Apart from the simple parameterization of zOM and canopy heights using NDVI, another source of uncertainty in the implementation of STIC1.2 and SEBS at the 8-day timescale (using MOD11A2) could be the use of average 8-day daily time meteorological inputs that may not well correspond with LST observation days within each MODIS 8-day cycle. We found all 8-day daytime-averaged meteorological variables (those used in STIC1.2 and SEBS) except wind speed to be good representative of instantaneous measurements within the 8-day period (Table S2). This could be a source of additional uncertainty in SEBS since it uses wind speed to parameterize the aerodynamic conductance using MOST. Model implementation at an instantaneous timescale (i.e., MODIS overpass time and using daily MODIS products including MOD11A1 datasets) showed that the performance of STIC1.2 (R2 = 0.61, PBIAS = −5 %) was similar to its performance at the 8-day timescale. However, for SEBS (R2 = 0.53) the performance was marginally better with a PBIAS of 17 % (Table S3). In addition to the wind speed, the slight overestimation of 8-day average ϕ (PBIAS = 9 %), and variations in TR, TA, TR − TA, and other meteorological variables during days within the corresponding 8-day period could have added positive biases to SEBS (increase from 17 to 28 %), when evaluated at the 8-day timescale. Conversely, the overestimation in ϕ could have slightly reduced STIC1.2 biases (increase from −5 to −3 %). SEBS is sensitive to the meteorological input, especially the temperature gradient, and its performance is expected to degrade with the use of gridded forcing data (Ershadi et al., 2013; McCabe et al., 2016; van der Kwast et al., 2009; Vinukollu et al., 2011). Lewis et al. (2014) suggested that wind speed from NLDAS-2 may not be as reliable as other meteorological variables (TA and RH) in the western US. Overall, the application of STIC1.2 and SEBS at the instantaneous timescale showed similar predictive capacity and potential model strengths and weaknesses. STIC1.2 appears to be consistent through time, which could be due to the analytical nature, and STIC1.2 does not rely on wind speed to solve for gA and gC. Results also suggest that biases from SEBS could be within 20% if uncertainties associated with meteorological and radiative forcing are reduced.

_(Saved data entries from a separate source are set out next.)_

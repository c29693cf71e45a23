//! The Begin / declare / End protocol over one of a node's child
//! collections.
//!
//! Begin resets every group's touched counter. Each declaration reclaims the
//! next untouched entry of its key's group when that entry is compatible,
//! otherwise acquires a new instance in its place. End releases whatever was
//! not reclaimed and rebuilds the sibling order.

use crate::children::insert_sorted_by;
use crate::collections::FastSet;
use crate::node::{ChildRecord, CollectionKind};
use crate::widget::{Template, WidgetChild};
use crate::{ContextKey, Sorting, Widget, WidgetId, WidgetTree};

impl WidgetTree {
    /// Opens a session on the collection `owner` edits on `parent`. Returns
    /// `None` when nothing may be declared there.
    pub(crate) fn begin_session(
        &mut self,
        parent: WidgetId,
        owner: WidgetId,
    ) -> Option<CollectionKind> {
        let kind = WidgetTree::collection_kind(parent, owner);
        let Some(node) = self.node(parent) else {
            log::warn!("declaring children into missing widget {parent}");
            return None;
        };
        if !node.is_spawned() {
            log::warn!("declaring children into {parent}, which is not live");
            return None;
        }
        if !self.is_descendant_or_self(parent, owner) {
            log::warn!("{owner} cannot declare children into {parent}: not one of its ancestors");
            return None;
        }
        if node.collection(kind).is_editing() {
            log::warn!(
                "children of {parent} opened twice for owner {owner}; closing the unfinished session first"
            );
            self.end_session(parent, owner, kind);
        }

        let node = self.node_mut(parent)?;
        node.collection_mut(kind).begin();
        self.drop_stale_entries(parent, owner, kind);
        let first = self.step_editing_index(parent, kind, None);
        if let Some(node) = self.node_mut(parent) {
            node.collection_mut(kind).editing_index = Some(first);
        }
        log::trace!("begin children of {parent} (owner {owner})");
        Some(kind)
    }

    /// Whether `id` is still the live child that `owner` declared into
    /// `parent`. Entries released outside of `End` (finished exits, explicit
    /// releases) may since have been pooled and handed to someone else.
    fn is_declared_here(&self, id: WidgetId, parent: WidgetId, owner: WidgetId) -> bool {
        self.node(id).is_some_and(|child| {
            child.is_spawned() && child.parent == Some(parent) && child.owner == Some(owner)
        })
    }

    fn drop_stale_entries(&mut self, parent: WidgetId, owner: WidgetId, kind: CollectionKind) {
        let Some(node) = self.node(parent) else {
            return;
        };
        let stale: FastSet<WidgetId> = node
            .collection(kind)
            .records()
            .map(|record| record.instance)
            .filter(|id| !self.is_declared_here(*id, parent, owner))
            .collect();
        if stale.is_empty() {
            return;
        }
        let Some(node) = self.node_mut(parent) else {
            return;
        };
        let collection = node.collection_mut(kind);
        for group in collection.groups.values_mut() {
            group.entries.retain(|record| !stale.contains(&record.instance));
        }
        collection.groups.retain(|_, group| !group.entries.is_empty());
        collection
            .in_order
            .retain(|record| !stale.contains(&record.instance));
        collection.order_changed = true;
        log::trace!("{parent}: dropped {} stale children", stale.len());
    }

    /// Next cursor position, skipping children that are no longer live or
    /// are on their way out.
    fn step_editing_index(&self, parent: WidgetId, kind: CollectionKind, from: Option<usize>) -> usize {
        let mut index = from.map_or(0, |i| i + 1);
        let Some(node) = self.node(parent) else {
            return index;
        };
        let in_order = &node.collection(kind).in_order;
        while let Some(record) = in_order.get(index) {
            let live = self
                .node(record.instance)
                .is_some_and(|child| child.is_spawned() && !child.flags.releasing);
            if live {
                break;
            }
            index += 1;
        }
        index
    }

    pub(crate) fn declare_child<T: Widget + Default>(
        &mut self,
        parent: WidgetId,
        owner: WidgetId,
        kind: CollectionKind,
        template: Template<T>,
        key: ContextKey,
        group: i32,
    ) -> Option<WidgetChild<T>> {
        let collection = self.node(parent)?.collection(kind);
        let Some(editing) = collection.editing_index else {
            log::warn!("declared a child of {parent} outside of a session");
            return None;
        };
        let existing = collection.groups.get(&key);
        let candidate = existing.and_then(|group| group.candidate());
        // released entries linger until End; only live ones block a unique key
        let occupied = existing.is_some_and(|group| {
            group
                .entries
                .iter()
                .any(|record| self.is_spawned(record.instance))
        });
        let sorting = Sorting::new(group, editing);

        let resolved = self.resolve_template(template, parent, owner);
        let reusable = candidate.filter(|record| self.can_reuse::<T>(*record, &resolved));

        let record = if let Some(record) = reusable {
            let previous = self.sorting(record.instance).unwrap_or_default();
            let reordered = previous != sorting;
            if let Some(child) = self.node_mut(record.instance) {
                child.sorting = sorting;
            }
            let collection = self.node_mut(parent)?.collection_mut(kind);
            collection.group_mut(key).touched += 1;
            if reordered {
                collection.order_changed = true;
                log::trace!("{parent}: reordered {} [{previous}] -> [{sorting}]", record.instance);
            } else {
                log::trace!("{parent}: kept {} [{sorting}]", record.instance);
            }
            record
        } else if key.is_unique() && occupied {
            // a releasing occupant marks the owner dirty once it is gone
            log::trace!("{parent}: refused a second child under {key:?}");
            return None;
        } else {
            let record = self.acquire::<T>(resolved, parent, owner, key, sorting)?;
            let collection = self.node_mut(parent)?.collection_mut(kind);
            collection.group_mut(key).insert_touched(record);
            collection.order_changed = true;
            log::trace!("{parent}: added {} [{sorting}]", record.instance);
            record
        };

        let next = self.step_editing_index(parent, kind, Some(editing));
        if let Some(node) = self.node_mut(parent) {
            node.collection_mut(kind).editing_index = Some(next);
        }
        Some(WidgetChild::new(record.instance, record.widget))
    }

    /// Closes the session: releases children that were not redeclared and
    /// rebuilds the sibling order.
    pub(crate) fn end_session(&mut self, parent: WidgetId, owner: WidgetId, kind: CollectionKind) {
        let Some(node) = self.node(parent) else {
            return;
        };
        let collection = node.collection(kind);
        if !collection.is_editing() {
            log::warn!("end of children of {parent} without a matching begin");
            return;
        }
        let keys: Vec<ContextKey> = collection.groups.keys().copied().collect();
        let claimed: FastSet<WidgetId> = collection
            .groups
            .values()
            .flat_map(|group| group.entries[..group.touched].iter())
            .map(|record| record.instance)
            .collect();

        let mut removed_any = false;
        for key in keys {
            let mut index = self.group_touched(parent, kind, key);
            while let Some(record) = self.group_entry(parent, kind, key, index) {
                index += 1;
                if !claimed.contains(&record.instance)
                    && self.is_declared_here(record.instance, parent, owner)
                {
                    self.release(record.instance);
                    if self.is_spawned(record.instance) && self.is_releasing(record.instance) {
                        if let Some(node) = self.node_mut(parent) {
                            if let Some(group) = node.collection_mut(kind).groups.get_mut(&key) {
                                group.retain_at(index - 1);
                            }
                        }
                        continue;
                    }
                }
                removed_any = true;
            }
            if let Some(node) = self.node_mut(parent) {
                if let Some(group) = node.collection_mut(kind).groups.get_mut(&key) {
                    let touched = group.touched;
                    group.entries.truncate(touched);
                }
            }
        }

        let records: Vec<ChildRecord> = match self.node_mut(parent) {
            Some(node) => {
                let collection = node.collection_mut(kind);
                collection.groups.retain(|_, group| !group.entries.is_empty());
                collection.records().collect()
            }
            None => return,
        };

        let mut in_order = Vec::with_capacity(records.len());
        for record in records {
            insert_sorted_by(&mut in_order, record, |r| {
                let child = self.node(r.instance);
                (
                    child.map(|c| c.sorting).unwrap_or_default(),
                    child.map_or(0, |c| c.widget_index),
                    r.instance,
                )
            });
        }
        for (index, record) in in_order.iter().enumerate() {
            if let Some(child) = self.node_mut(record.instance) {
                child.widget_index = index;
            }
        }

        let order_changed = match self.node_mut(parent) {
            Some(node) => {
                let collection = node.collection_mut(kind);
                collection.in_order = in_order;
                collection.editing_index = None;
                collection.order_changed |= removed_any;
                collection.order_changed
            }
            None => return,
        };
        log::trace!("end children of {parent} (owner {owner})");

        if order_changed {
            self.sort_children(parent);
            if kind == CollectionKind::Owner {
                if let Some(grandparent) = self.parent(parent) {
                    self.mark_dirty(grandparent, false);
                }
            }
        }
    }

    fn group_touched(&self, parent: WidgetId, kind: CollectionKind, key: ContextKey) -> usize {
        self.node(parent)
            .and_then(|node| node.collection(kind).groups.get(&key))
            .map_or(0, |group| group.touched)
    }

    fn group_entry(
        &self,
        parent: WidgetId,
        kind: CollectionKind,
        key: ContextKey,
        index: usize,
    ) -> Option<ChildRecord> {
        self.node(parent)?
            .collection(kind)
            .groups
            .get(&key)?
            .entries
            .get(index)
            .copied()
    }
}

#[cfg(test)]
#[path = "tests/reconcile_tests.rs"]
mod tests;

This paper establishes the first ever regional-scale implementation of a simplified thermal remote-sensing-based model, Surface Temperature Initiated Closure (STIC1.2) for spatially explicit ET mapping, which is independent of any empirical parameterization of aerodynamic/surface conductances and aerodynamic temperature. By combining MODIS land surface temperature, surface reflectances, and gridded weather data, we demonstrate the promise of STIC1.2 to generate regional ET at 1 km × 1 km spatial resolution in the conterminous US. Independent validation of STIC1.2 using observed flux data from dry, wet, and normal precipitation years at 13 core AmeriFlux sites covering a wide range of climatic, biome, and aridity gradients in the US led us to the following conclusions.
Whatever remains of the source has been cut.